The findings, published in the journal Cancer, suggest that obese men need not fear that their weight will add to their risk of cancer recurrence or death.
“I think this is a reassuring study for obese men,” lead study author Dr. Sameer A. Siddiqui told Reuters Health. “Even with worse cancers, their outcomes were the same.”
The role of obesity in prostate cancer—both its development and its response to therapy—has not been clear. Some studies, but not all, have found that compared with normal-weight men, obese men may be at greater risk of tumor recurrence after having surgery to remove the prostate gland.
To investigate, Siddiqui and his colleagues at the Mayo Clinic in Rochester, Minnesota, followed more than 5,300 men who’d undergone radical prostatectomy at their center in the 1990s.

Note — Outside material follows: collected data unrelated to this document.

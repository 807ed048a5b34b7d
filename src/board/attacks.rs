//! Attack oracle: is a given square attacked by a given side?
//!
//! This is the dominant cost of legality checking (a full-board scan per
//! query), so the fixed-offset jump patterns for knights and kings are
//! precomputed per square and shared with move generation.

use once_cell::sync::Lazy;

use super::state::Board;
use super::types::{Color, Piece, Square};

fn jump_targets(deltas: &[(isize, isize)]) -> [Vec<Square>; 64] {
    std::array::from_fn(|idx| {
        let from = Square::from_index(idx);
        deltas
            .iter()
            .filter_map(|&(dr, df)| from.offset(dr, df))
            .collect()
    })
}

/// Knight destinations per origin square, off-board targets already removed.
pub(crate) static KNIGHT_TARGETS: Lazy<[Vec<Square>; 64]> = Lazy::new(|| {
    jump_targets(&[
        (2, 1),
        (1, 2),
        (-1, 2),
        (-2, 1),
        (-2, -1),
        (-1, -2),
        (1, -2),
        (2, -1),
    ])
});

/// King destinations per origin square (castling excluded).
pub(crate) static KING_TARGETS: Lazy<[Vec<Square>; 64]> = Lazy::new(|| {
    jump_targets(&[
        (1, 0),
        (-1, 0),
        (0, 1),
        (0, -1),
        (1, 1),
        (1, -1),
        (-1, 1),
        (-1, -1),
    ])
});

/// The squares a pawn of `color` on `from` threatens. Distinct from where it
/// may move: pawns attack diagonally only, never straight ahead.
pub(crate) fn pawn_attack_squares(from: Square, color: Color) -> impl Iterator<Item = Square> {
    let dir = color.pawn_direction();
    [-1, 1].into_iter().filter_map(move |df| from.offset(dir, df))
}

impl Board {
    /// Whether any piece of `by` attacks `target`.
    ///
    /// Scans all 64 squares and tests each attacker's attack pattern. Pawn
    /// attacks use the diagonal-only pattern; king attacks use the adjacency
    /// table so castling generation can consult the oracle without recursing.
    #[must_use]
    pub fn is_square_attacked(&self, target: Square, by: Color) -> bool {
        for rank in 0..8 {
            for file in 0..8 {
                let from = Square(rank, file);
                let (color, piece) = match self.piece_at(from) {
                    Some(occupant) => occupant,
                    None => continue,
                };
                if color != by {
                    continue;
                }
                let hits = match piece {
                    Piece::Pawn => pawn_attack_squares(from, color).any(|sq| sq == target),
                    Piece::King => KING_TARGETS[from.as_index()].contains(&target),
                    _ => self.pseudo_destinations(from).contains(&target),
                };
                if hits {
                    return true;
                }
            }
        }
        false
    }

    /// Whether `color`'s king is currently attacked.
    #[must_use]
    pub fn in_check(&self, color: Color) -> bool {
        self.is_square_attacked(self.king_square(color), color.opponent())
    }
}
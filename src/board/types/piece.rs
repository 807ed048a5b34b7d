//! Piece and color types.

use std::fmt;

#[cfg(feature = "serde")]
use serde::{Deserialize, Serialize};

/// Chess piece types.
#[derive(Clone, Copy, PartialEq, Eq, Hash, Debug)]
#[cfg_attr(feature = "serde", derive(Serialize, Deserialize))]
pub enum Piece {
    Pawn,
    Knight,
    Bishop,
    Rook,
    Queen,
    King,
}

impl Piece {
    /// Parse a piece from a lowercase character (p, n, b, r, q, k)
    #[must_use]
    pub fn from_char(c: char) -> Option<Piece> {
        match c.to_ascii_lowercase() {
            'p' => Some(Piece::Pawn),
            'n' => Some(Piece::Knight),
            'b' => Some(Piece::Bishop),
            'r' => Some(Piece::Rook),
            'q' => Some(Piece::Queen),
            'k' => Some(Piece::King),
            _ => None,
        }
    }

    /// Convert piece to lowercase character
    #[inline]
    #[must_use]
    pub const fn to_char(self) -> char {
        match self {
            Piece::Pawn => 'p',
            Piece::Knight => 'n',
            Piece::Bishop => 'b',
            Piece::Rook => 'r',
            Piece::Queen => 'q',
            Piece::King => 'k',
        }
    }

    /// Convert piece to character with case based on color (uppercase for White)
    #[inline]
    #[must_use]
    pub fn to_fen_char(self, color: Color) -> char {
        let c = self.to_char();
        if color == Color::White {
            c.to_ascii_uppercase()
        } else {
            c
        }
    }

    /// Get the standard material value in centipawns.
    ///
    /// Returns Pawn=100, Knight=320, Bishop=330, Rook=500, Queen=900,
    /// King=20000 (effectively infinite).
    #[inline]
    #[must_use]
    pub const fn value(self) -> i32 {
        match self {
            Piece::Pawn => 100,
            Piece::Knight => 320,
            Piece::Bishop => 330,
            Piece::Rook => 500,
            Piece::Queen => 900,
            Piece::King => 20000,
        }
    }
}

/// Chess colors.
#[derive(Clone, Copy, PartialEq, Eq, Hash, Debug)]
#[cfg_attr(feature = "serde", derive(Serialize, Deserialize))]
pub enum Color {
    White,
    Black,
}

impl Color {
    #[inline]
    #[must_use]
    pub(crate) const fn index(self) -> usize {
        match self {
            Color::White => 0,
            Color::Black => 1,
        }
    }

    /// Returns the opposite color
    #[inline]
    #[must_use]
    pub const fn opponent(self) -> Color {
        match self {
            Color::White => Color::Black,
            Color::Black => Color::White,
        }
    }

    /// Scoring sign for evaluation (+1 for White, -1 for Black)
    #[inline]
    #[must_use]
    pub(crate) const fn sign(self) -> i32 {
        match self {
            Color::White => 1,
            Color::Black => -1,
        }
    }

    /// Back rank for this color (0 for White, 7 for Black)
    #[inline]
    #[must_use]
    pub(crate) const fn back_rank(self) -> usize {
        match self {
            Color::White => 0,
            Color::Black => 7,
        }
    }

    /// Pawn forward direction (+1 for White, -1 for Black)
    #[inline]
    #[must_use]
    pub(crate) const fn pawn_direction(self) -> isize {
        match self {
            Color::White => 1,
            Color::Black => -1,
        }
    }

    /// Pawn starting rank (1 for White, 6 for Black)
    #[inline]
    #[must_use]
    pub(crate) const fn pawn_start_rank(self) -> usize {
        match self {
            Color::White => 1,
            Color::Black => 6,
        }
    }

    /// Pawn promotion rank (7 for White, 0 for Black)
    #[inline]
    #[must_use]
    pub(crate) const fn pawn_promotion_rank(self) -> usize {
        match self {
            Color::White => 7,
            Color::Black => 0,
        }
    }
}

impl fmt::Display for Color {
    fn fmt(&self, f: &mut fmt::Formatter<'_>) -> fmt::Result {
        match self {
            Color::White => write!(f, "White"),
            Color::Black => write!(f, "Black"),
        }
    }
}
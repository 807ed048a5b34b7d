//! Algebraic notation tests.

use super::board_from;
use crate::board::{Board, Move, Square};

fn san(board: &Board, from: (usize, usize), to: (usize, usize)) -> String {
    board.move_to_san(Move::new(Square(from.0, from.1), Square(to.0, to.1)))
}

#[test]
fn test_pawn_push_and_knight_move() {
    let board = Board::new();
    assert_eq!(san(&board, (1, 4), (3, 4)), "e4");
    assert_eq!(san(&board, (0, 6), (2, 5)), "Nf3");
}

#[test]
fn test_pawn_capture_names_origin_file() {
    let mut board = Board::new();
    board.apply_move(Square(1, 4), Square(3, 4)).unwrap(); // e4
    board.apply_move(Square(6, 3), Square(4, 3)).unwrap(); // d5
    assert_eq!(san(&board, (3, 4), (4, 3)), "exd5");
}

#[test]
fn test_en_passant_formats_as_capture() {
    let board = board_from("7k/8/8/K2pP3/8/8/8/8 w - d6 0 1");
    assert_eq!(san(&board, (4, 4), (5, 3)), "exd6");
}

#[test]
fn test_castling_notation() {
    let board = board_from("r3k2r/8/8/8/8/8/8/R3K2R w KQkq - 0 1");
    assert_eq!(san(&board, (0, 4), (0, 6)), "O-O");
    assert_eq!(san(&board, (0, 4), (0, 2)), "O-O-O");
}

#[test]
fn test_check_suffix() {
    let board = board_from("4k3/8/8/8/8/8/8/R3K3 w Q - 0 1");
    assert_eq!(san(&board, (0, 0), (7, 0)), "Ra8+");
}

#[test]
fn test_checkmate_suffix() {
    let mut board = Board::new();
    board.apply_move(Square(1, 5), Square(2, 5)).unwrap(); // f3
    board.apply_move(Square(6, 4), Square(4, 4)).unwrap(); // e5
    board.apply_move(Square(1, 6), Square(3, 6)).unwrap(); // g4
    assert_eq!(san(&board, (7, 3), (3, 7)), "Qh4#");
}

#[test]
fn test_file_disambiguation() {
    let board = board_from("4k3/8/8/8/8/8/8/1N1K1N2 w - - 0 1");
    assert_eq!(san(&board, (0, 1), (1, 3)), "Nbd2");
}

#[test]
fn test_rank_disambiguation() {
    let board = board_from("4k3/8/8/R7/8/8/8/R3K3 w - - 0 1");
    assert_eq!(san(&board, (0, 0), (2, 0)), "R1a3");
}

#[test]
fn test_promotion_notation() {
    let board = board_from("8/P6k/8/8/8/8/8/K7 w - - 0 1");
    assert_eq!(san(&board, (6, 0), (7, 0)), "a8=Q");
}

Radical prostatectomy removes the whole prostate gland and nearby lymph nodes.
The researchers found that while obese men were more likely to have relatively aggressive tumors, their risk of death or cancer recurrence in the decade following surgery was comparable to that of normal-weight men.

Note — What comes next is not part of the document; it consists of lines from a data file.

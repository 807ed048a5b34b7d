//! Game-turn state machine: alternating AI plies with a hard ply cap.

use rand::rngs::StdRng;
use rand::SeedableRng;

use crate::board::{Board, Color, Difficulty, GameStatus, Move, MoveError};

/// Hard cap on plies before the game is declared drawn, guarding against
/// engines that shuffle indefinitely on evaluation ties.
pub const PLY_CAP: u32 = 200;

/// Why a game ended in a draw.
#[derive(Clone, Copy, Debug, PartialEq, Eq)]
pub enum DrawReason {
    Stalemate,
    PlyCap,
}

/// Final result of a finished game.
#[derive(Clone, Copy, Debug, PartialEq, Eq)]
pub enum Outcome {
    Win(Color),
    Draw(DrawReason),
}

/// Result of advancing the state machine by one ply.
#[derive(Clone, Debug, PartialEq, Eq)]
pub enum Ply {
    /// A move was selected and applied.
    Moved(Move),
    /// The game is over; no move was made.
    Over(Outcome),
}

/// One applied move together with its notation, recorded in order.
#[derive(Clone, Debug)]
pub struct MoveRecord {
    pub mv: Move,
    pub san: String,
}

/// A single AI-vs-AI game: board, per-side difficulty, and the session RNG.
///
/// One generator serves every random draw in the session (easy-tier picks
/// and medium/hard sampling alike), with no reseeding between moves.
pub struct GameSession {
    board: Board,
    white: Difficulty,
    black: Difficulty,
    rng: StdRng,
    record: Vec<MoveRecord>,
    outcome: Option<Outcome>,
}

impl GameSession {
    /// New game from the starting position, RNG seeded from entropy.
    #[must_use]
    pub fn new(white: Difficulty, black: Difficulty) -> Self {
        Self::from_rng(white, black, StdRng::from_entropy())
    }

    /// New game with a fixed seed, for reproducible play.
    #[must_use]
    pub fn with_seed(white: Difficulty, black: Difficulty, seed: u64) -> Self {
        Self::from_rng(white, black, StdRng::seed_from_u64(seed))
    }

    fn from_rng(white: Difficulty, black: Difficulty, rng: StdRng) -> Self {
        GameSession {
            board: Board::new(),
            white,
            black,
            rng,
            record: Vec::new(),
            outcome: None,
        }
    }

    #[must_use]
    pub fn board(&self) -> &Board {
        &self.board
    }

    /// Applied moves so far, in order.
    #[must_use]
    pub fn record(&self) -> &[MoveRecord] {
        &self.record
    }

    #[must_use]
    pub fn plies(&self) -> u32 {
        self.record.len() as u32
    }

    #[must_use]
    pub fn outcome(&self) -> Option<Outcome> {
        self.outcome
    }

    fn difficulty_for(&self, side: Color) -> Difficulty {
        match side {
            Color::White => self.white,
            Color::Black => self.black,
        }
    }

    /// Advance one ply: classify the position, select a move for the side to
    /// move, and apply it. Returns what happened; once the game is over,
    /// every further call reports the same outcome.
    pub fn play_ply(&mut self) -> Result<Ply, MoveError> {
        if let Some(outcome) = self.outcome {
            return Ok(Ply::Over(outcome));
        }

        if self.plies() >= PLY_CAP {
            log::debug!("ply cap of {PLY_CAP} reached, drawing");
            return Ok(self.finish(Outcome::Draw(DrawReason::PlyCap)));
        }

        let side = self.board.side_to_move();
        match self.board.status(side) {
            GameStatus::Checkmate { winner } => {
                log::debug!("{side} is checkmated");
                return Ok(self.finish(Outcome::Win(winner)));
            }
            GameStatus::Stalemate => {
                log::debug!("{side} is stalemated");
                return Ok(self.finish(Outcome::Draw(DrawReason::Stalemate)));
            }
            GameStatus::InProgress => {}
        }

        let difficulty = self.difficulty_for(side);
        let mv = match self.board.select_move(side, difficulty, &mut self.rng) {
            Some(mv) => mv,
            // Unreachable after an InProgress status, but never panic on it.
            None => return Ok(self.finish(Outcome::Draw(DrawReason::Stalemate))),
        };

        let san = self.board.move_to_san(mv);
        self.board.apply_move(mv.from(), mv.to())?;
        log::debug!("ply {}: {side} plays {san}", self.record.len() + 1);
        self.record.push(MoveRecord { mv, san });
        Ok(Ply::Moved(mv))
    }

    /// Run the game to its conclusion.
    pub fn play_to_end(&mut self) -> Result<Outcome, MoveError> {
        loop {
            if let Ply::Over(outcome) = self.play_ply()? {
                return Ok(outcome);
            }
        }
    }

    fn finish(&mut self, outcome: Outcome) -> Ply {
        self.outcome = Some(outcome);
        Ply::Over(outcome)
    }
}
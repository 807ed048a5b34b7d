//! Move type.

use std::fmt;
use std::str::FromStr;

#[cfg(feature = "serde")]
use serde::{Deserialize, Serialize};

use crate::board::error::MoveParseError;

use super::square::Square;

/// A move as an origin/destination pair.
///
/// A `Move` carries no legality of its own: it is only meaningful in the
/// context of the board it was generated from. Promotion is implied (a pawn
/// reaching the far rank always becomes a queen), so no promotion piece is
/// stored.
#[derive(Clone, Copy, PartialEq, Eq, Hash, Debug)]
#[cfg_attr(feature = "serde", derive(Serialize, Deserialize))]
pub struct Move {
    from: Square,
    to: Square,
}

impl Move {
    #[inline]
    #[must_use]
    pub const fn new(from: Square, to: Square) -> Self {
        Move { from, to }
    }

    #[inline]
    #[must_use]
    pub const fn from(self) -> Square {
        self.from
    }

    #[inline]
    #[must_use]
    pub const fn to(self) -> Square {
        self.to
    }
}

impl fmt::Display for Move {
    /// Coordinate notation, e.g. "e2e4".
    fn fmt(&self, f: &mut fmt::Formatter<'_>) -> fmt::Result {
        write!(f, "{}{}", self.from, self.to)
    }
}

impl FromStr for Move {
    type Err = MoveParseError;

    fn from_str(s: &str) -> Result<Self, Self::Err> {
        // Counted and split as characters so arbitrary input cannot land a
        // slice inside a multi-byte character.
        let chars: Vec<char> = s.chars().collect();
        if chars.len() != 4 {
            return Err(MoveParseError::InvalidLength { len: chars.len() });
        }
        let invalid = || MoveParseError::InvalidSquare {
            notation: s.to_string(),
        };
        let from_str: String = chars[0..2].iter().collect();
        let to_str: String = chars[2..4].iter().collect();
        let from = from_str.parse().map_err(|_| invalid())?;
        let to = to_str.parse().map_err(|_| invalid())?;
        Ok(Move::new(from, to))
    }
}

#[cfg(test)]
mod tests {
    use super::*;

    #[test]
    fn test_parse_coordinate_notation() {
        let mv: Move = "e2e4".parse().unwrap();
        assert_eq!(mv.from(), Square(1, 4));
        assert_eq!(mv.to(), Square(3, 4));
        assert_eq!(mv.to_string(), "e2e4");
    }

    #[test]
    fn test_wrong_length_rejected() {
        assert_eq!(
            "e2e".parse::<Move>(),
            Err(MoveParseError::InvalidLength { len: 3 })
        );
        assert_eq!(
            "e2e4e".parse::<Move>(),
            Err(MoveParseError::InvalidLength { len: 5 })
        );
    }

    #[test]
    fn test_bad_squares_rejected() {
        assert!(matches!(
            "e9e4".parse::<Move>(),
            Err(MoveParseError::InvalidSquare { .. })
        ));
        assert!(matches!(
            "i2e4".parse::<Move>(),
            Err(MoveParseError::InvalidSquare { .. })
        ));
    }

    #[test]
    fn test_multibyte_input_errors_instead_of_panicking() {
        // 4 bytes but only 3 characters.
        assert_eq!(
            "aée".parse::<Move>(),
            Err(MoveParseError::InvalidLength { len: 3 })
        );
        // 4 characters that are not squares.
        assert!(matches!(
            "éée4".parse::<Move>(),
            Err(MoveParseError::InvalidSquare { .. })
        ));
    }
}
//! Legality filter and terminal-state classification.
//!
//! Pseudo-legal moves become legal moves by brute force: snapshot, apply,
//! ask the attack oracle about the mover's king, restore. No pin or
//! discovered-check precomputation; this simple loop is the correctness
//! backbone of the whole engine.

use super::state::Board;
use super::types::{Color, Move, Square};

/// Status of the game from the perspective of the side to move.
#[derive(Clone, Copy, Debug, PartialEq, Eq)]
pub enum GameStatus {
    InProgress,
    /// The side to move is checkmated; the winner is the opponent.
    Checkmate { winner: Color },
    Stalemate,
}

impl Board {
    /// Legal destination squares for the piece on `from`, in generation order.
    #[must_use]
    pub fn legal_destinations(&mut self, from: Square) -> Vec<Square> {
        let color = match self.piece_at(from) {
            Some((color, _)) => color,
            None => return Vec::new(),
        };

        let mut legal = Vec::new();
        let saved = self.snapshot();
        for to in self.pseudo_destinations(from) {
            let _ = self.apply_unchecked(from, to);
            if !self.in_check(color) {
                legal.push(to);
            }
            self.restore(&saved);
        }
        legal
    }

    /// All fully legal moves for `side`, scanning squares in row-major order
    /// so the enumeration order is deterministic for a given position.
    #[must_use]
    pub fn legal_moves(&mut self, side: Color) -> Vec<Move> {
        let mut moves = Vec::new();
        for rank in 0..8 {
            for file in 0..8 {
                let from = Square(rank, file);
                match self.piece_at(from) {
                    Some((color, _)) if color == side => {}
                    _ => continue,
                }
                for to in self.legal_destinations(from) {
                    moves.push(Move::new(from, to));
                }
            }
        }
        moves
    }

    /// Whether `side` is checkmated: in check with no legal moves.
    #[must_use]
    pub fn is_checkmate(&mut self, side: Color) -> bool {
        self.in_check(side) && self.legal_moves(side).is_empty()
    }

    /// Whether `side` is stalemated: not in check, yet no legal moves.
    #[must_use]
    pub fn is_stalemate(&mut self, side: Color) -> bool {
        !self.in_check(side) && self.legal_moves(side).is_empty()
    }

    /// Classify the position for the side to move. Derived on demand from a
    /// full legality pass, never cached.
    #[must_use]
    pub fn status(&mut self, side: Color) -> GameStatus {
        if self.legal_moves(side).is_empty() {
            if self.in_check(side) {
                GameStatus::Checkmate {
                    winner: side.opponent(),
                }
            } else {
                GameStatus::Stalemate
            }
        } else {
            GameStatus::InProgress
        }
    }
}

Siddiqui called this a “testament to the durability of radical prostatectomy.”
As for why obese men tend to go into surgery in somewhat worse shape, experts have speculated that there could be basic biological differences in the prostate tumors of overweight and normal-weight men.
However, Siddiqui and his colleagues believe that it may be more difficult to screen for and diagnose prostate cancer in obese men. One way to assess men for the disease is with a digital rectal exam, and this was more likely to underestimate the stage of tumors in obese men compared with thinner men in the current study.
Blood tests that look for high levels of prostate-specific antigen (PSA) might also be less sensitive in obese men, according to Siddiqui, because they tend to have generally lower PSA levels than normal-weight men do.
But the bottom line, Siddiqui said, is that obese men should not be treated any differently. Even if they have somewhat more aggressive tumors, he said, these findings suggest they fare well in the long run.